_What needs to be done_:
Copy each line of the data below in which the word "acquire" can be found.

_Record set_:
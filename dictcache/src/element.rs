// Copyright 2026 dictcache Project Authors
//
// Licensed under the Apache License, Version 2.0 (the "License");
// you may not use this file except in compliance with the License.
// You may obtain a copy of the License at
//
//     http://www.apache.org/licenses/LICENSE-2.0
//
// Unless required by applicable law or agreed to in writing, software
// distributed under the License is distributed on an "AS IS" BASIS,
// WITHOUT WARRANTIES OR CONDITIONS OF ANY KIND, either express or implied.
// See the License for the specific language governing permissions and
// limitations under the License.

use std::{
    fmt::{Debug, Display},
    hash::{Hash, Hasher},
    sync::Arc,
};

use dictcache_common::{code::Key, slab::Token};

/// Capability of an object that can be cached in a [`SharedMultiMap`](crate::SharedMultiMap).
///
/// Each object can be looked up in up to three independent dimensions. A dimension the object does not take part in
/// yields `None`. Keys must be derived deterministically from the current object state, and at least one of them must
/// be present for the object to be cached.
pub trait Keyed: Send + Sync + 'static {
    /// Key of the id dimension.
    type IdKey: Key;
    /// Key of the name dimension.
    type NameKey: Key;
    /// Key of the auxiliary dimension, use `()` if the object has none.
    type AuxKey: Key;

    /// Derive the id key, or `None` if the object has no id key.
    fn id_key(&self) -> Option<Self::IdKey>;

    /// Derive the name key, or `None` if the object has no name key.
    fn name_key(&self) -> Option<Self::NameKey>;

    /// Derive the auxiliary key, or `None` if the object has no auxiliary key.
    fn aux_key(&self) -> Option<Self::AuxKey> {
        None
    }
}

/// A key in one of the three lookup dimensions of `T`.
pub enum CacheKey<T: Keyed> {
    /// Id dimension.
    Id(T::IdKey),
    /// Name dimension.
    Name(T::NameKey),
    /// Auxiliary dimension.
    Aux(T::AuxKey),
}

impl<T: Keyed> Clone for CacheKey<T> {
    fn clone(&self) -> Self {
        match self {
            Self::Id(k) => Self::Id(k.clone()),
            Self::Name(k) => Self::Name(k.clone()),
            Self::Aux(k) => Self::Aux(k.clone()),
        }
    }
}

impl<T: Keyed> PartialEq for CacheKey<T> {
    fn eq(&self, other: &Self) -> bool {
        match (self, other) {
            (Self::Id(a), Self::Id(b)) => a == b,
            (Self::Name(a), Self::Name(b)) => a == b,
            (Self::Aux(a), Self::Aux(b)) => a == b,
            _ => false,
        }
    }
}

impl<T: Keyed> Eq for CacheKey<T> {}

impl<T: Keyed> Hash for CacheKey<T> {
    fn hash<H: Hasher>(&self, state: &mut H) {
        std::mem::discriminant(self).hash(state);
        match self {
            Self::Id(k) => k.hash(state),
            Self::Name(k) => k.hash(state),
            Self::Aux(k) => k.hash(state),
        }
    }
}

impl<T: Keyed> Debug for CacheKey<T> {
    fn fmt(&self, f: &mut std::fmt::Formatter<'_>) -> std::fmt::Result {
        match self {
            Self::Id(k) => f.debug_tuple("Id").field(k).finish(),
            Self::Name(k) => f.debug_tuple("Name").field(k).finish(),
            Self::Aux(k) => f.debug_tuple("Aux").field(k).finish(),
        }
    }
}

impl<T: Keyed> Display for CacheKey<T> {
    fn fmt(&self, f: &mut std::fmt::Formatter<'_>) -> std::fmt::Result {
        write!(f, "{self:?}")
    }
}

/// The keys an object produced the last time they were generated.
pub struct ElementKeys<T: Keyed> {
    id: Option<T::IdKey>,
    name: Option<T::NameKey>,
    aux: Option<T::AuxKey>,
}

impl<T: Keyed> Default for ElementKeys<T> {
    fn default() -> Self {
        Self {
            id: None,
            name: None,
            aux: None,
        }
    }
}

impl<T: Keyed> Clone for ElementKeys<T> {
    fn clone(&self) -> Self {
        Self {
            id: self.id.clone(),
            name: self.name.clone(),
            aux: self.aux.clone(),
        }
    }
}

impl<T: Keyed> Debug for ElementKeys<T> {
    fn fmt(&self, f: &mut std::fmt::Formatter<'_>) -> std::fmt::Result {
        f.debug_struct("ElementKeys")
            .field("id", &self.id)
            .field("name", &self.name)
            .field("aux", &self.aux)
            .finish()
    }
}

impl<T: Keyed> ElementKeys<T> {
    /// Derive all keys from the object.
    pub fn from_object(object: &T) -> Self {
        Self {
            id: object.id_key(),
            name: object.name_key(),
            aux: object.aux_key(),
        }
    }

    /// Id key, if any.
    pub fn id(&self) -> Option<&T::IdKey> {
        self.id.as_ref()
    }

    /// Name key, if any.
    pub fn name(&self) -> Option<&T::NameKey> {
        self.name.as_ref()
    }

    /// Auxiliary key, if any.
    pub fn aux(&self) -> Option<&T::AuxKey> {
        self.aux.as_ref()
    }

    /// Check if no key is present.
    pub fn is_empty(&self) -> bool {
        self.id.is_none() && self.name.is_none() && self.aux.is_none()
    }

    /// Check if the given key is one of the present keys.
    pub fn contains(&self, key: &CacheKey<T>) -> bool {
        match key {
            CacheKey::Id(k) => self.id.as_ref() == Some(k),
            CacheKey::Name(k) => self.name.as_ref() == Some(k),
            CacheKey::Aux(k) => self.aux.as_ref() == Some(k),
        }
    }

    /// Present keys in id, name, aux order.
    pub fn to_vec(&self) -> Vec<CacheKey<T>> {
        let mut keys = Vec::with_capacity(3);
        if let Some(k) = &self.id {
            keys.push(CacheKey::Id(k.clone()));
        }
        if let Some(k) = &self.name {
            keys.push(CacheKey::Name(k.clone()));
        }
        if let Some(k) = &self.aux {
            keys.push(CacheKey::Aux(k.clone()));
        }
        keys
    }

    fn clear(&mut self) {
        self.id = None;
        self.name = None;
        self.aux = None;
    }
}

/// Wrapper of one cached object, its lookup keys and its usage counter.
///
/// The element does no locking of its own. Every mutation happens under the lock of the map that owns it.
pub struct CacheElement<T: Keyed> {
    object: Option<Arc<T>>,
    keys: ElementKeys<T>,
    ref_counter: usize,

    /// Position in the free list while unused.
    free_token: Option<Token>,
    /// Stamp of the insertion that registered the element.
    epoch: u64,
}

impl<T: Keyed> Default for CacheElement<T> {
    fn default() -> Self {
        Self::new()
    }
}

impl<T: Keyed> Debug for CacheElement<T> {
    fn fmt(&self, f: &mut std::fmt::Formatter<'_>) -> std::fmt::Result {
        f.debug_struct("CacheElement")
            .field("keys", &self.keys)
            .field("usage", &self.ref_counter)
            .field("free", &self.free_token.is_some())
            .field("epoch", &self.epoch)
            .finish()
    }
}

impl<T: Keyed> CacheElement<T> {
    /// Create an empty element wrapper.
    pub fn new() -> Self {
        Self {
            object: None,
            keys: ElementKeys::default(),
            ref_counter: 0,
            free_token: None,
            epoch: 0,
        }
    }

    /// Create an element wrapping the object with its keys generated.
    #[cfg(any(test, feature = "test_utils"))]
    pub fn with_object(object: Arc<T>) -> Self {
        let mut element = Self::new();
        element.set_object(Some(object));
        element.recreate_keys();
        element
    }

    /// The wrapped object.
    pub fn object(&self) -> Option<&Arc<T>> {
        self.object.as_ref()
    }

    /// Rebind the wrapped object and return the old one.
    ///
    /// Keys are left untouched, the caller must follow with [`CacheElement::recreate_keys`].
    pub fn set_object(&mut self, object: Option<Arc<T>>) -> Option<Arc<T>> {
        std::mem::replace(&mut self.object, object)
    }

    /// Increase the usage counter.
    pub fn acquire(&mut self) -> usize {
        self.ref_counter += 1;
        self.ref_counter
    }

    /// Decrease the usage counter.
    ///
    /// # Panics
    ///
    /// Panics if the element is not in use.
    pub fn release(&mut self) -> usize {
        assert!(self.ref_counter > 0, "release of an unused element: {self:?}");
        self.ref_counter -= 1;
        self.ref_counter
    }

    /// Current usage counter.
    pub fn usage(&self) -> usize {
        self.ref_counter
    }

    /// Id key generated for the wrapped object.
    pub fn id_key(&self) -> Option<&T::IdKey> {
        self.keys.id()
    }

    /// Name key generated for the wrapped object.
    pub fn name_key(&self) -> Option<&T::NameKey> {
        self.keys.name()
    }

    /// Auxiliary key generated for the wrapped object.
    pub fn aux_key(&self) -> Option<&T::AuxKey> {
        self.keys.aux()
    }

    /// All keys generated for the wrapped object.
    pub fn keys(&self) -> &ElementKeys<T> {
        &self.keys
    }

    /// Regenerate all keys from the wrapped object.
    pub fn recreate_keys(&mut self) {
        match self.object.as_deref() {
            Some(object) => self.keys = ElementKeys::from_object(object),
            None => self.keys.clear(),
        }
    }

    pub(crate) fn free_token(&self) -> Option<Token> {
        self.free_token
    }

    pub(crate) fn set_free_token(&mut self, token: Option<Token>) -> Option<Token> {
        std::mem::replace(&mut self.free_token, token)
    }

    pub(crate) fn epoch(&self) -> u64 {
        self.epoch
    }

    pub(crate) fn set_epoch(&mut self, epoch: u64) {
        self.epoch = epoch;
    }

    /// Detach the object and clear all state so the wrapper can be reused.
    pub(crate) fn reset(&mut self) -> Option<Arc<T>> {
        self.keys.clear();
        self.ref_counter = 0;
        self.free_token = None;
        self.epoch = 0;
        self.object.take()
    }
}

#[cfg(test)]
mod tests {
    use super::*;
    use crate::test_utils::TestObject;

    #[test]
    fn test_keys_follow_object() {
        let mut element = CacheElement::with_object(Arc::new(TestObject::new(1, "t1")));
        assert_eq!(element.id_key(), Some(&1));
        assert_eq!(element.name_key(), Some(&"t1".to_string()));
        assert_eq!(element.aux_key(), None);

        // Rebinding keeps the old keys until they are recreated.
        let old = element.set_object(Some(Arc::new(TestObject::new(1, "t2").with_aux(7))));
        assert_eq!(old.unwrap().name.as_deref(), Some("t1"));
        assert_eq!(element.name_key(), Some(&"t1".to_string()));
        element.recreate_keys();
        assert_eq!(element.name_key(), Some(&"t2".to_string()));
        assert_eq!(element.aux_key(), Some(&7));

        element.set_object(None);
        element.recreate_keys();
        assert!(element.keys().is_empty());
        assert!(element.object().is_none());
    }

    #[test]
    fn test_usage_counter() {
        let mut element = CacheElement::with_object(Arc::new(TestObject::new(1, "t1")));
        assert_eq!(element.usage(), 0);
        assert_eq!(element.acquire(), 1);
        assert_eq!(element.acquire(), 2);
        assert_eq!(element.release(), 1);
        assert_eq!(element.release(), 0);
    }

    #[test]
    #[should_panic(expected = "release of an unused element")]
    fn test_release_unused_element() {
        let mut element = CacheElement::with_object(Arc::new(TestObject::new(1, "t1")));
        element.release();
    }

    #[test]
    fn test_reset_detaches_object() {
        let object = Arc::new(TestObject::new(3, "t3"));
        let mut element = CacheElement::with_object(object.clone());
        element.acquire();
        element.set_epoch(9);
        let detached = element.reset().unwrap();
        assert!(Arc::ptr_eq(&detached, &object));
        assert_eq!(element.usage(), 0);
        assert_eq!(element.epoch(), 0);
        assert!(element.keys().is_empty());
    }

    #[test]
    fn test_cache_key_identity() {
        let keys = ElementKeys::from_object(&TestObject::new(5, "t5"));
        assert!(keys.contains(&CacheKey::Id(5)));
        assert!(keys.contains(&CacheKey::Name("t5".to_string())));
        assert!(!keys.contains(&CacheKey::Name("t6".to_string())));
        assert!(!keys.contains(&CacheKey::Aux(5)));
        assert_eq!(
            keys.to_vec(),
            vec![CacheKey::<TestObject>::Id(5), CacheKey::Name("t5".to_string())]
        );
        assert_eq!(CacheKey::<TestObject>::Name("t5".to_string()).to_string(), "Name(\"t5\")");
    }
}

_Expected answer_:
    pub fn acquire(&mut self) -> usize {
        assert_eq!(element.acquire(), 1);
        assert_eq!(element.acquire(), 2);
        element.acquire();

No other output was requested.